I always laughed, and it was great. I think that talk therapy and having somebody hear what you have to say and figuring out why you're feeling the way you're feeling, looking back in your past, it serves its purpose and it's wonderful. 

But I personally left going, but now what, what do I do? I need to know what to do. And so, the way I approach coaching, I call it action-oriented coaching, but I really want to give my clients steps, tools…to be able to take steps to take action to create the change they want to see, rather than just talk about what's going wrong in their life. 

So, for me, that is really important to have my clients leave each session that we work together on with some really, like, clear steps that they can do in the next week or two weeks, you know, and I hold them accountable to that. 

But that being said, you know, for me, when I learned in my life coaching training, the difference between therapy and coaching, it really was, I think this is a fairly textbook answer, but that therapy counseling is sort of based on where you are right now – and how did you get here, what brought you to this place

And you tend to look a little more backwards to get a clear picture on what happened to your past to get you where you are so you have a better understanding of that. 

With coaching, I come from a place of, where are you right now and where do you want to be moving ahead and how can we get you there so that you can actually, you know, witness changes in your life that you're looking for, that you're desiring really quickly.

 

Crystal The Parenting Coach: Okay. Thanks for that distinction. Yeah, I usually tell people, you know, if you have current trauma or past trauma that you're really wanting to deal with or you're having troubles with – like daily functioning basic skills – that therapy or counseling is definitely more suited. And it's totally needed; like, we need--  

 

Jaime Morgan: Sure.

 

Crystal The Parenting Coach: We, for sure, need both, right? And then coaching is when you're like, okay, things are going pretty good, but also I want them to be great…like, I want-- I want to make these changes in whatever area of your life. 

So, I focus on people in their parenting, helping them make those changes in parenting, and parenting in a really different way than is traditional for us. And so, I love this idea of Marriage and Couples Counseling. Do you do it both – couples coaching – like you meet both people or just one?

 

Jaime Morgan: Both. I've worked with a lot of women and we've talked about their relationships and done.
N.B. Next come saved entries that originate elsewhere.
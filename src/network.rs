use crate::config::{NetworkConfig, NetworkType};
use crate::error::EngineError;
use fnv::FnvHashSet;
use rand::rngs::StdRng;
use rand::seq::SliceRandom;
use rand::Rng;

pub type NodeId = u32;

/// Undirected contact graph over the agent population. Generated once per
/// repetition from the repetition's sub-seeded generator and immutable
/// afterwards. Neighbor lists are sorted ascending so edge iteration order is
/// reproducible.
#[derive(Debug, Clone, PartialEq)]
pub struct NetworkGraph {
    n: usize,
    n_edges: usize,
    // Indexed by node id; (neighbor id, contact weight)
    adjacency: Vec<Vec<(NodeId, f32)>>,
}

impl NetworkGraph {
    pub fn generate(conf: &NetworkConfig, rng: &mut StdRng) -> Result<NetworkGraph, EngineError> {
        validate(conf)?;
        let edges = match conf.kind {
            NetworkType::Random => random_edges(conf.n, conf.k, rng),
            NetworkType::SmallWorld => small_world_edges(conf.n, conf.k, conf.beta, rng),
            NetworkType::ScaleFree => scale_free_edges(conf.n, conf.k, rng),
        };
        Ok(NetworkGraph::from_edges(conf.n, &edges))
    }

    pub(crate) fn from_edges(n: usize, edges: &FnvHashSet<(NodeId, NodeId)>) -> NetworkGraph {
        let mut adjacency: Vec<Vec<(NodeId, f32)>> = vec![Vec::new(); n];
        for &(a, b) in edges.iter() {
            adjacency[a as usize].push((b, 1.));
            adjacency[b as usize].push((a, 1.));
        }
        for neighbors in &mut adjacency {
            neighbors.sort_by_key(|(id, _)| *id);
        }
        NetworkGraph {
            n,
            n_edges: edges.len(),
            adjacency,
        }
    }

    pub fn n_nodes(&self) -> usize {
        self.n
    }

    pub fn n_edges(&self) -> usize {
        self.n_edges
    }

    pub fn degree(&self, id: usize) -> usize {
        self.adjacency[id].len()
    }

    pub fn avg_degree(&self) -> f32 {
        2. * self.n_edges as f32 / self.n as f32
    }

    // O(degree) iteration, ascending neighbor id
    pub fn neighbors(&self, id: usize) -> &[(NodeId, f32)] {
        &self.adjacency[id]
    }
}

fn validate(conf: &NetworkConfig) -> Result<(), EngineError> {
    if conf.n < 2 {
        return Err(EngineError::InvalidNetworkConfig(format!(
            "n must be at least 2, got {}",
            conf.n
        )));
    }
    if conf.k < 2 || conf.k >= conf.n {
        return Err(EngineError::InvalidNetworkConfig(format!(
            "k must satisfy 2 <= k < n, got k={} n={}",
            conf.k, conf.n
        )));
    }
    if !conf.beta.is_finite() || conf.beta < 0. || conf.beta > 1. {
        return Err(EngineError::InvalidNetworkConfig(format!(
            "beta must be in [0, 1], got {}",
            conf.beta
        )));
    }
    Ok(())
}

fn norm(a: usize, b: usize) -> (NodeId, NodeId) {
    if a < b {
        (a as NodeId, b as NodeId)
    } else {
        (b as NodeId, a as NodeId)
    }
}

// Erdos-Renyi G(n, p) with p = k/(n-1), via geometric skip sampling so large
// populations stay O(n + m) instead of O(n^2).
fn random_edges(n: usize, k: usize, rng: &mut StdRng) -> FnvHashSet<(NodeId, NodeId)> {
    let mut edges = FnvHashSet::default();
    let p = k as f64 / (n as f64 - 1.);
    if p >= 1. {
        for a in 0..n {
            for b in (a + 1)..n {
                edges.insert(norm(a, b));
            }
        }
        return edges;
    }

    let lp = (1. - p).ln();
    let mut v: i64 = 1;
    let mut w: i64 = -1;
    while (v as usize) < n {
        let r: f64 = rng.gen();
        let skip = ((1. - r).ln() / lp).floor() as i64;
        w = w + 1 + skip;
        while w >= v && (v as usize) < n {
            w -= v;
            v += 1;
        }
        if (v as usize) < n {
            edges.insert(norm(w as usize, v as usize));
        }
    }
    edges
}

// Watts-Strogatz: ring lattice joining each node to its k/2 nearest
// neighbors per side, then each lattice edge rewired with probability beta
// to a uniformly random target, avoiding self-loops and duplicates. Nodes
// adjacent to everyone are skipped.
fn small_world_edges(n: usize, k: usize, beta: f32, rng: &mut StdRng) -> FnvHashSet<(NodeId, NodeId)> {
    let half = k / 2;
    let mut edges = FnvHashSet::default();
    let mut degree = vec![0usize; n];

    for u in 0..n {
        for off in 1..=half {
            let v = (u + off) % n;
            if u != v && edges.insert(norm(u, v)) {
                degree[u] += 1;
                degree[v] += 1;
            }
        }
    }

    for off in 1..=half {
        for u in 0..n {
            let v = (u + off) % n;
            if u == v || rng.gen::<f32>() >= beta {
                continue;
            }
            if degree[u] >= n - 1 {
                continue;
            }
            let mut w = rng.gen_range(0, n);
            while w == u || edges.contains(&norm(u, w)) {
                w = rng.gen_range(0, n);
            }
            if edges.remove(&norm(u, v)) {
                degree[u] -= 1;
                degree[v] -= 1;
            }
            edges.insert(norm(u, w));
            degree[u] += 1;
            degree[w] += 1;
        }
    }
    edges
}

// Barabasi-Albert preferential attachment: a seed clique of m+1 nodes, then
// each new node attaches to m = k/2 distinct existing nodes chosen with
// probability proportional to current degree (repeated-endpoints sampling).
fn scale_free_edges(n: usize, k: usize, rng: &mut StdRng) -> FnvHashSet<(NodeId, NodeId)> {
    let m = (k / 2).max(1);
    let m0 = (m + 1).min(n);
    let mut edges = FnvHashSet::default();

    // Each edge contributes both endpoints, so a draw from this list is a
    // degree-proportional draw.
    let mut endpoints: Vec<NodeId> = Vec::new();
    for a in 0..m0 {
        for b in (a + 1)..m0 {
            edges.insert(norm(a, b));
            endpoints.push(a as NodeId);
            endpoints.push(b as NodeId);
        }
    }

    for v in m0..n {
        let mut targets = FnvHashSet::default();
        while targets.len() < m {
            let t = *endpoints.choose(rng).unwrap();
            targets.insert(t);
        }
        let mut targets: Vec<NodeId> = targets.into_iter().collect();
        targets.sort();
        for t in targets {
            edges.insert(norm(v, t as usize));
            endpoints.push(t);
            endpoints.push(v as NodeId);
        }
    }
    edges
}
And you know, there are some couples out there where maybe one partner isn't as open to diving into the work, at least not in that moment. 

So, I'm more than happy to give a single, not a single person, a married or a person in a relationship, but to speak with one partner to give them, you know, the tools or the resources they need to be able to move forward. 

But of course, I work with couples as well to do that, and we definitely work together usually on Zoom calls. If they're in town, we do it in person, if that's something they're looking for. But yeah, I've worked with both couples and women individually.

 

Gottman principles that can help strengthen your relationship (and where to start)

Crystal The Parenting Coach: Okay. So, my question for you is, I have this like-- There's this like anonymous sticker box where you can get people to ask you questions on Instagram, on your Instagram story. 

So, I have a bunch of unanswered ones that I haven't gotten to yet, but I reviewed a couple of them this morning, and one of them specifically was about marriage. So, I'm going to ask you that. 

And what they asked was what marriage books we'd recommend…and then also what advice, like what works in having a healthy relationship with your partner. So, how would you respond to that?

 

Jaime Morgan: Well, first of all, the marriage books, I am Gottman trained, so I'm biased, but anything by John and Julie Gottman absolutely is-- There's just--  

Again, it comes from a-- It's a scientific background that they've done years and years, like decades of research on couples, longitudinal studies on actual couples. And they have discovered what makes marriages work. 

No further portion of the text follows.